**Work to be completed**
Can you quote, word for word, every line from the first line of the records below through the line containing "argument types; structural", and nothing else?

**Material shown**
// SPDX-License-Identifier: BUSL-1.1
// Copyright (c) 2026 Alfred Jean LLC

//! Positioned syntax errors raised while reading and dispatching commands.

use std::sync::Arc;

use thiserror::Error;

use crate::range::{context_snippet, diagnostic_context, StringRange};
use crate::reader::StringReader;

/// Number of input characters shown before the cursor in error messages.
const CONTEXT_AMOUNT: usize = 10;

/// The closed catalogue of syntax error kinds.
///
/// Lexical kinds come from [`StringReader`] and argument types; structural
/// kinds come from the parse engine and dispatcher. The `Display` output of a
/// kind is its user-facing message, without position information.
#[derive(Debug, Error, Clone, PartialEq)]
pub enum ErrorKind {
    #[error("Float must not be less than {min}, found {found}")]
    FloatTooLow { found: f64, min: f64 },

    #[error("Float must not be more than {max}, found {found}")]
    FloatTooHigh { found: f64, max: f64 },

    #[error("Integer must not be less than {min}, found {found}")]
    IntegerTooLow { found: i32, min: i32 },

    #[error("Integer must not be more than {max}, found {found}")]
    IntegerTooHigh { found: i32, max: i32 },

    #[error("Expected literal {expected}")]
    LiteralIncorrect { expected: String },

    #[error("Expected quote to start a string")]
    ExpectedStartOfQuote,

    #[error("Unclosed quoted string")]
    ExpectedEndOfQuote,

    #[error("Invalid escape sequence '{character}' in quoted string")]
    InvalidEscape { character: char },

    #[error("Invalid bool, expected true or false but found '{value}'")]
    InvalidBool { value: String },

    #[error("Invalid integer '{value}'")]
    InvalidInt { value: String },

    #[error("Expected integer")]
    ExpectedInt,

    #[error("Invalid float '{value}'")]
    InvalidFloat { value: String },

    #[error("Expected float")]
    ExpectedFloat,

    #[error("Expected bool")]
    ExpectedBool,

    #[error("Expected '{symbol}'")]
    ExpectedSymbol { symbol: char },

    #[error("Unknown command")]
    UnknownCommand,

    #[error("Incorrect argument for command")]
    UnknownArgument,

    #[error("Expected whitespace to end one argument, but found trailing data")]
    ExpectedArgumentSeparator,

    #[error("Could not parse command: {message}")]
    ParseException { message: String },
}

impl ErrorKind {
    /// True for kinds raised by the parse engine or dispatcher rather than
    /// by the reader.
    pub fn is_structural(&self) -> bool {
        matches!(
            self,
            ErrorKind::UnknownCommand
                | ErrorKind::UnknownArgument
                | ErrorKind::ExpectedArgumentSeparator
                | ErrorKind::ParseException { .. }
        )
    }
}

/// A syntax error with optional input context.
///
/// Errors created with [`SyntaxError::with_context`] remember the input and
/// the cursor at which the problem was found, which is what makes caret
/// diagnostics possible.
///
/// # Examples
///
/// ```
/// use cmdtree_reader::{ErrorKind, StringReader};
///
/// let mut reader = StringReader::new("foo");
/// let err = reader.read_int().unwrap_err();
/// assert_eq!(err.kind(), &ErrorKind::ExpectedInt);
/// assert_eq!(err.cursor(), Some(0));
/// assert_eq!(err.to_string(), "Expected integer at position 0: <--[HERE]");
/// ```
#[derive(Debug, Error, Clone, PartialEq)]
#[error("{kind}{}", self.position_suffix())]
pub struct SyntaxError {
    kind: ErrorKind,
    input: Option<Arc<str>>,
    cursor: Option<usize>,
}

impl SyntaxError {
    /// Create an error without position information.
    pub fn new(kind: ErrorKind) -> Self {
        Self {
            kind,
            input: None,
            cursor: None,
        }
    }

    /// Create an error pointing at the reader's current cursor.
    pub fn with_context(kind: ErrorKind, reader: &StringReader) -> Self {
        Self {
            kind,
            input: Some(reader.shared_string()),
            cursor: Some(reader.cursor()),
        }
    }

    pub fn kind(&self) -> &ErrorKind {
        &self.kind
    }

    /// The input the error was raised against, if known.
    pub fn input(&self) -> Option<&str> {
        self.input.as_deref()
    }

    /// Byte offset into [`input`](Self::input) where the problem was detected.
    pub fn cursor(&self) -> Option<usize> {
        self.cursor
    }

    /// The message without position information.
    pub fn raw_message(&self) -> String {
        self.kind.to_string()
    }

    /// Up to ten characters of input leading to the cursor, followed by a
    /// `<--[HERE]` marker.
    pub fn marker_context(&self) -> Option<String> {
        let (input, cursor) = self.position()?;
        let cursor = cursor.min(input.len());
        let before = input.get(..cursor).unwrap_or(input);
        let skipped = before.chars().count().saturating_sub(CONTEXT_AMOUNT);

        let mut out = String::new();
        if skipped > 0 {
            out.push_str("...");
        }
        out.extend(before.chars().skip(skipped));
        out.push_str("<--[HERE]");
        Some(out)
    }

    /// Caret snippet of the input around the cursor, or `None` without context.
    ///
    /// ```text
    /// foo bar
    ///     ^
    /// ```
    pub fn context(&self, context_chars: usize) -> Option<String> {
        let (input, cursor) = self.position()?;
        Some(context_snippet(input, StringRange::at(cursor), context_chars))
    }

    /// Rich line/column diagnostic, or `None` without context.
    pub fn diagnostic(&self) -> Option<String> {
        let (input, cursor) = self.position()?;
        Some(diagnostic_context(
            input,
            StringRange::at(cursor),
            &self.raw_message(),
        ))
    }

    fn position(&self) -> Option<(&str, usize)> {
        Some((self.input.as_deref()?, self.cursor?))
    }

    // " at position N: ...<--[HERE]", or nothing without context.
    fn position_suffix(&self) -> String {
        match (self.marker_context(), self.cursor) {
            (Some(context), Some(cursor)) => format!(" at position {cursor}: {context}"),
            _ => String::new(),
        }
    }
}

impl From<ErrorKind> for SyntaxError {
    fn from(kind: ErrorKind) -> Self {
        SyntaxError::new(kind)
    }
}

#[cfg(test)]
#[path = "error_tests.rs"]
mod tests;
// SPDX-License-Identifier: BUSL-1.1
// Copyright (c) 2026 Alfred Jean LLC

//! Backtracking parse engine.
//!
//! [`parse_nodes`] walks the tree depth first. Every candidate child gets its
//! own copy of the context and reader, so a failing branch leaves nothing
//! behind except an entry in the error list. Of the branches that succeed,
//! the best one is kept: full consumption first, then no recorded errors,
//! then registration order.

use std::fmt;
use std::sync::Arc;

use cmdtree_reader::{ErrorKind, StringRange, StringReader, SyntaxError};
use tracing::trace;

use crate::context::{CommandContextBuilder, ParsedArgument};
use crate::node::{CommandNode, NodeKind, NodeRef, ARGUMENT_SEPARATOR};

/// Outcome of a parse: the best context found, the reader where it stopped,
/// and the errors raised by branches that failed at that level.
///
/// Parsing never fails outright. Unconsumed input in [`reader`](Self::reader)
/// signals that the input did not fully match.
#[derive(Clone)]
pub struct ParseResults<S> {
    context: CommandContextBuilder<S>,
    reader: StringReader,
    exceptions: Vec<(NodeRef<S>, SyntaxError)>,
}

impl<S> ParseResults<S> {
    pub fn context(&self) -> &CommandContextBuilder<S> {
        &self.context
    }

    pub fn reader(&self) -> &StringReader {
        &self.reader
    }

    /// Errors from failed branches, keyed by the node that failed.
    pub fn exceptions(&self) -> &[(NodeRef<S>, SyntaxError)] {
        &self.exceptions
    }

    /// True when the whole input was consumed.
    pub fn is_complete(&self) -> bool {
        !self.reader.can_read()
    }
}

impl<S> fmt::Debug for ParseResults<S> {
    fn fmt(&self, f: &mut fmt::Formatter<'_>) -> fmt::Result {
        let exceptions: Vec<_> = self
            .exceptions
            .iter()
            .map(|(node, err)| format!("{node}: {err}"))
            .collect();
        f.debug_struct("ParseResults")
            .field("context", &self.context)
            .field("reader", &self.reader)
            .field("exceptions", &exceptions)
            .finish()
    }
}

/// Match `node`'s children against `original`, starting from `context_so_far`.
pub(crate) fn parse_nodes<S: Clone>(
    node: &CommandNode<S>,
    original: &StringReader,
    context_so_far: &CommandContextBuilder<S>,
) -> ParseResults<S> {
    let source = context_so_far.source();
    let mut errors = Vec::new();
    let mut potentials = Vec::new();

    for child in node.relevant_nodes(original) {
        if !child.can_use(source) {
            continue;
        }
        let mut context = context_so_far.copy();
        let mut reader = original.clone();
        trace!(node = %child, cursor = reader.cursor(), "trying branch");

        if let Err(e) = parse_child(&child, &mut reader, &mut context) {
            trace!(node = %child, error = %e, "branch failed");
            errors.push((child, e));
            continue;
        }

        context.with_command(child.command());
        let redirect = child.redirect();
        let needed = if redirect.is_some() { 1 } else { 2 };
        if !reader.can_read_n(needed) {
            potentials.push(ParseResults {
                context,
                reader,
                exceptions: Vec::new(),
            });
            continue;
        }

        reader.skip();
        if let Some(target) = redirect {
            let child_context =
                CommandContextBuilder::new(source.clone(), Arc::clone(&target), reader.cursor());
            let parsed = parse_nodes(&target, &reader, &child_context);
            context.with_child(parsed.context);
            return ParseResults {
                context,
                reader: parsed.reader,
                exceptions: parsed.exceptions,
            };
        }
        potentials.push(parse_nodes(&child, &reader, &context));
    }

    // min_by_key keeps the first of equally ranked potentials
    potentials
        .into_iter()
        .min_by_key(|p| (p.reader.can_read(), !p.exceptions.is_empty()))
        .unwrap_or_else(|| ParseResults {
            context: context_so_far.copy(),
            reader: original.clone(),
            exceptions: errors,
        })
}

// Match a single node at the cursor and check the separator after it.
fn parse_child<S: Clone>(
    child: &NodeRef<S>,
    reader: &mut StringReader,
    context: &mut CommandContextBuilder<S>,
) -> Result<(), SyntaxError> {
    let start = reader.cursor();
    match child.kind() {
        NodeKind::Root => {}
        NodeKind::Literal(literal) => {
            let Some(end) = match_literal(reader, literal) else {
                return Err(SyntaxError::with_context(
                    ErrorKind::LiteralIncorrect {
                        expected: literal.clone(),
                    },
                    reader,
                ));
            };
            reader.set_cursor(end);
            context.with_node(Arc::clone(child), StringRange::between(start, end));
        }
        NodeKind::Argument { name, parser } => {
            let result = match parser.parse(reader) {
                Ok(result) => result,
                Err(e) if e.cursor().is_some() => return Err(e),
                Err(e) => {
                    reader.set_cursor(start);
                    return Err(SyntaxError::with_context(
                        ErrorKind::ParseException {
                            message: e.raw_message(),
                        },
                        reader,
                    ));
                }
            };
            let parsed = ParsedArgument::new(start, reader.cursor(), result);
            let range = parsed.range();
            context.with_argument(name.clone(), parsed);
            context.with_node(Arc::clone(child), range);
        }
    }

    if reader.peek().is_some_and(|c| c != ARGUMENT_SEPARATOR) {
        return Err(SyntaxError::with_context(
            ErrorKind::ExpectedArgumentSeparator,
            reader,
        ));
    }
    Ok(())
}

// End offset of `literal` if it is the whole token at the cursor.
fn match_literal(reader: &StringReader, literal: &str) -> Option<usize> {
    let rest = reader.remaining().strip_prefix(literal)?;
    match rest.chars().next() {
        None | Some(ARGUMENT_SEPARATOR) => Some(reader.cursor() + literal.len()),
        Some(_) => None,
    }
}

#[cfg(test)]
#[path = "parse_tests.rs"]
mod tests;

**Response to this exercise**
// SPDX-License-Identifier: BUSL-1.1
// Copyright (c) 2026 Alfred Jean LLC

//! Positioned syntax errors raised while reading and dispatching commands.

use std::sync::Arc;

use thiserror::Error;

use crate::range::{context_snippet, diagnostic_context, StringRange};
use crate::reader::StringReader;

/// Number of input characters shown before the cursor in error messages.
const CONTEXT_AMOUNT: usize = 10;

/// The closed catalogue of syntax error kinds.
///
/// Lexical kinds come from [`StringReader`] and argument types; structural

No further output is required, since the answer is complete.